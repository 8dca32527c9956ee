// Copyright 2025 Chris Custine
//
// Licensed under the Apache License, Version 2.0 (the "License");
// you may not use this file except in compliance with the License.
// You may obtain a copy of the License at
//
//     http://www.apache.org/licenses/LICENSE-2.0
//
// Unless required by applicable law or agreed to in writing, software
// distributed under the License is distributed on an "AS IS" BASIS,
// WITHOUT WARRANTIES OR CONDITIONS OF ANY KIND, either express or implied.
// See the License for the specific language governing permissions and
// limitations under the License.

//! Label and percent extraction from outlook feature properties.
//!
//! The map service has renamed its attribute fields several times, so
//! properties are read as a free-form JSON object and searched through
//! ordered fallback lists instead of a fixed record type.
//!
//! Percent extraction is best-effort: its last fallback scans property
//! values in the order the service listed them.

use std::fmt;
use std::str::FromStr;

use lazy_static::lazy_static;
use regex::Regex;
use serde::Serialize;
use serde_json::{Map, Value};

/// Property bag of one feature.
pub type Properties = Map<String, Value>;

/// Candidate label fields, most specific first. Matched case-insensitively.
const LABEL_FIELDS: &[&str] = &["label", "cat", "risk", "name"];

/// Fields that usually carry the percent as a plain number.
const PERCENT_FIELDS: &[&str] = &["dn", "percent", "prob", "probability"];

lazy_static! {
    static ref LEADING_NUMBER: Regex = Regex::new(r"(\d+)\s*%?").expect("valid regex");
}

/// Categorical convective risk, ordered by severity.
#[derive(Debug, Clone, Copy, PartialEq, Eq, PartialOrd, Ord, Hash, Serialize)]
#[serde(rename_all = "UPPERCASE")]
pub enum CategoricalRisk {
    Tstm = 1,
    Mrgl = 2,
    Slgt = 3,
    Enh = 4,
    Mdt = 5,
    High = 6,
}

impl CategoricalRisk {
    pub const ALL: [Self; 6] = [Self::Tstm, Self::Mrgl, Self::Slgt, Self::Enh, Self::Mdt, Self::High];

    /// Severity rank, 1 (TSTM) through 6 (HIGH).
    #[must_use]
    pub fn rank(self) -> u8 {
        self as u8
    }

    /// Abbreviation used on SPC products.
    #[must_use]
    pub fn as_str(self) -> &'static str {
        match self {
            Self::Tstm => "TSTM",
            Self::Mrgl => "MRGL",
            Self::Slgt => "SLGT",
            Self::Enh => "ENH",
            Self::Mdt => "MDT",
            Self::High => "HIGH",
        }
    }

    /// Human-readable name.
    #[must_use]
    pub fn display_name(self) -> &'static str {
        match self {
            Self::Tstm => "General Thunderstorms",
            Self::Mrgl => "Marginal",
            Self::Slgt => "Slight",
            Self::Enh => "Enhanced",
            Self::Mdt => "Moderate",
            Self::High => "High",
        }
    }

    /// Parse an abbreviation, ignoring case and surrounding whitespace.
    #[must_use]
    pub fn from_label(label: &str) -> Option<Self> {
        let label = label.trim();
        Self::ALL
            .into_iter()
            .find(|risk| risk.as_str().eq_ignore_ascii_case(label))
    }
}

impl fmt::Display for CategoricalRisk {
    fn fmt(&self, f: &mut fmt::Formatter<'_>) -> fmt::Result {
        f.write_str(self.as_str())
    }
}

impl FromStr for CategoricalRisk {
    type Err = String;

    fn from_str(s: &str) -> Result<Self, Self::Err> {
        Self::from_label(s).ok_or_else(|| format!("unknown categorical risk '{s}'"))
    }
}

/// Rank of a raw label; unknown labels rank 0.
#[must_use]
pub fn risk_rank(label: &str) -> u8 {
    CategoricalRisk::from_label(label).map_or(0, CategoricalRisk::rank)
}

/// Case-insensitive property lookup. An exact-case key wins over other spellings.
fn property<'a>(properties: &'a Properties, field: &str) -> Option<&'a Value> {
    properties.get(field).or_else(|| {
        properties
            .iter()
            .find(|(key, _)| key.eq_ignore_ascii_case(field))
            .map(|(_, value)| value)
    })
}

/// Render a scalar property as trimmed text; empty and non-scalar values yield `None`.
fn scalar_text(value: &Value) -> Option<String> {
    let text = match value {
        Value::String(s) => s.trim().to_string(),
        Value::Number(n) => n.to_string(),
        _ => return None,
    };
    (!text.is_empty()).then_some(text)
}

/// First non-empty label among the known label fields, or an empty string.
#[must_use]
pub fn extract_label(properties: &Properties) -> String {
    LABEL_FIELDS
        .iter()
        .find_map(|field| property(properties, field).and_then(scalar_text))
        .unwrap_or_default()
}

fn valid_percent(value: u64) -> Option<u8> {
    u8::try_from(value).ok().filter(|p| (1..=100).contains(p))
}

/// Percent carried directly by a JSON value: a number or a numeric string
/// with an optional trailing `%`.
fn value_percent(value: &Value) -> Option<u8> {
    match value {
        Value::Number(n) => {
            if let Some(int) = n.as_u64() {
                return valid_percent(int);
            }
            let float = n.as_f64()?;
            if float > 0.0 && float <= 100.0 {
                // Truncation is intended: 15.0 and 15.7 both read as 15.
                #[allow(clippy::cast_possible_truncation, clippy::cast_sign_loss, reason = "range checked above")]
                let truncated = float.trunc() as u64;
                valid_percent(truncated)
            } else {
                None
            }
        }
        Value::String(s) => {
            let digits = s.trim().trim_end_matches('%').trim_end();
            if digits.is_empty() || !digits.bytes().all(|b| b.is_ascii_digit()) {
                return None;
            }
            digits.parse().ok().and_then(valid_percent)
        }
        _ => None,
    }
}

fn is_identifier_key(key: &str) -> bool {
    let key = key.to_ascii_lowercase();
    matches!(key.as_str(), "objectid" | "fid" | "id") || key.starts_with("shape_")
}

/// Percent value of a feature, in (0, 100].
///
/// Tried in order: the leading number of the label ("15%" reads as 15),
/// the well-known percent fields, then every other property value in
/// listing order. Zero and values above 100 are treated as absent.
#[must_use]
pub fn extract_percent(properties: &Properties) -> Option<u8> {
    let label = extract_label(properties);
    let from_label = LEADING_NUMBER
        .captures(&label)
        .and_then(|caps| caps.get(1))
        .and_then(|digits| digits.as_str().parse::<u64>().ok())
        .and_then(valid_percent);
    if from_label.is_some() {
        return from_label;
    }

    if let Some(pct) = PERCENT_FIELDS
        .iter()
        .find_map(|field| property(properties, field).and_then(value_percent))
    {
        return Some(pct);
    }

    properties
        .iter()
        .filter(|(key, _)| !is_identifier_key(key))
        .find_map(|(_, value)| value_percent(value))
}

_WHAT TO DO_
Wherever the word "FromStr" turns up in a line of the entries above, copy that line.

_THE ANSWER_
use std::str::FromStr;
impl FromStr for CategoricalRisk {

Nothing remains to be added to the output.